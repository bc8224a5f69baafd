//! Bounded backend connection pools.
//!
//! A [`ConnectionPool`] caps the number of concurrent calls into one backend.
//! When every slot is taken, acquisition waits (it never fails fast) until a
//! slot frees up or the request deadline elapses.

use std::fmt;
use std::sync::Arc;

use tokio::sync::{OwnedSemaphorePermit, Semaphore};

use crate::context::RequestContext;
use crate::error::{Error, Result};

/// Shared, bounded pool of backend slots.
///
/// Cheap to clone (Arc internals).
#[derive(Clone)]
pub struct ConnectionPool {
    name: Arc<str>,
    size: usize,
    permits: Arc<Semaphore>,
}

/// A held pool slot; released on drop.
#[derive(Debug)]
pub struct PooledSlot {
    _permit: OwnedSemaphorePermit,
}

impl ConnectionPool {
    /// Creates a pool named `name` with `size` slots (at least one).
    pub fn new(name: impl Into<String>, size: usize) -> Self {
        let size = size.max(1);
        let name: String = name.into();
        Self {
            name: Arc::from(name),
            size,
            permits: Arc::new(Semaphore::new(size)),
        }
    }

    /// Pool name, used in logs and errors.
    pub fn name(&self) -> &str {
        &self.name
    }

    /// Configured number of slots.
    pub fn size(&self) -> usize {
        self.size
    }

    /// Slots currently free.
    pub fn available(&self) -> usize {
        self.permits.available_permits()
    }

    /// Waits for a slot, bounded by the request's deadline and cancellation.
    pub async fn acquire(&self, ctx: &RequestContext) -> Result<PooledSlot> {
        let permits = Arc::clone(&self.permits);
        let name = Arc::clone(&self.name);
        let permit = ctx
            .guard(async move {
                permits
                    .acquire_owned()
                    .await
                    .map_err(|_| Error::backend_unavailable(&*name, "connection pool closed"))
            })
            .await?;

        if self.available() == 0 {
            log::debug!("Pool '{}' exhausted ({} slots in use)", self.name, self.size);
        }
        Ok(PooledSlot { _permit: permit })
    }

    /// Closes the pool; pending and future acquisitions fail.
    pub fn close(&self) {
        self.permits.close();
    }
}

impl fmt::Debug for ConnectionPool {
    fn fmt(&self, f: &mut fmt::Formatter<'_>) -> fmt::Result {
        f.debug_struct("ConnectionPool")
            .field("name", &self.name)
            .field("size", &self.size)
            .field("available", &self.available())
            .finish()
    }
}

// ============================================================================
// Tests
// ============================================================================

#[cfg(test)]
#[allow(clippy::unwrap_used)]
mod tests {
    use super::*;
    use std::time::Duration;

    #[tokio::test]
    async fn test_acquire_and_release() {
        let pool = ConnectionPool::new("vector", 2);
        let ctx = RequestContext::new(Duration::from_secs(1));

        let a = pool.acquire(&ctx).await.unwrap();
        let b = pool.acquire(&ctx).await.unwrap();
        assert_eq!(pool.available(), 0);

        drop(a);
        assert_eq!(pool.available(), 1);
        drop(b);
        assert_eq!(pool.available(), 2);
    }

    #[tokio::test(start_paused = true)]
    async fn test_exhausted_pool_blocks_until_deadline() {
        let pool = ConnectionPool::new("graph", 1);
        let ctx = RequestContext::new(Duration::from_millis(100));
        let _held = pool.acquire(&ctx).await.unwrap();

        let err = pool.acquire(&ctx).await.unwrap_err();
        assert!(matches!(err, Error::DeadlineExceeded { .. }));
    }

    #[tokio::test(start_paused = true)]
    async fn test_exhausted_pool_waits_for_release() {
        let pool = ConnectionPool::new("graph", 1);
        let ctx = RequestContext::new(Duration::from_secs(5));
        let held = pool.acquire(&ctx).await.unwrap();

        tokio::spawn(async move {
            tokio::time::sleep(Duration::from_millis(20)).await;
            drop(held);
        });

        assert!(pool.acquire(&ctx).await.is_ok());
    }

    #[tokio::test]
    async fn test_closed_pool() {
        let pool = ConnectionPool::new("vector", 1);
        pool.close();
        let ctx = RequestContext::new(Duration::from_secs(1));
        let err = pool.acquire(&ctx).await.unwrap_err();
        assert!(err.is_retryable());
    }

    #[test]
    fn test_zero_size_is_clamped() {
        let pool = ConnectionPool::new("tiny", 0);
        assert_eq!(pool.size(), 1);
        assert!(format!("{pool:?}").contains("tiny"));
    }
}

-.-.-

Please copy every line in the entries where "String" appears.

    pub fn new(name: impl Into<String>, size: usize) -> Self {
        let name: String = name.into();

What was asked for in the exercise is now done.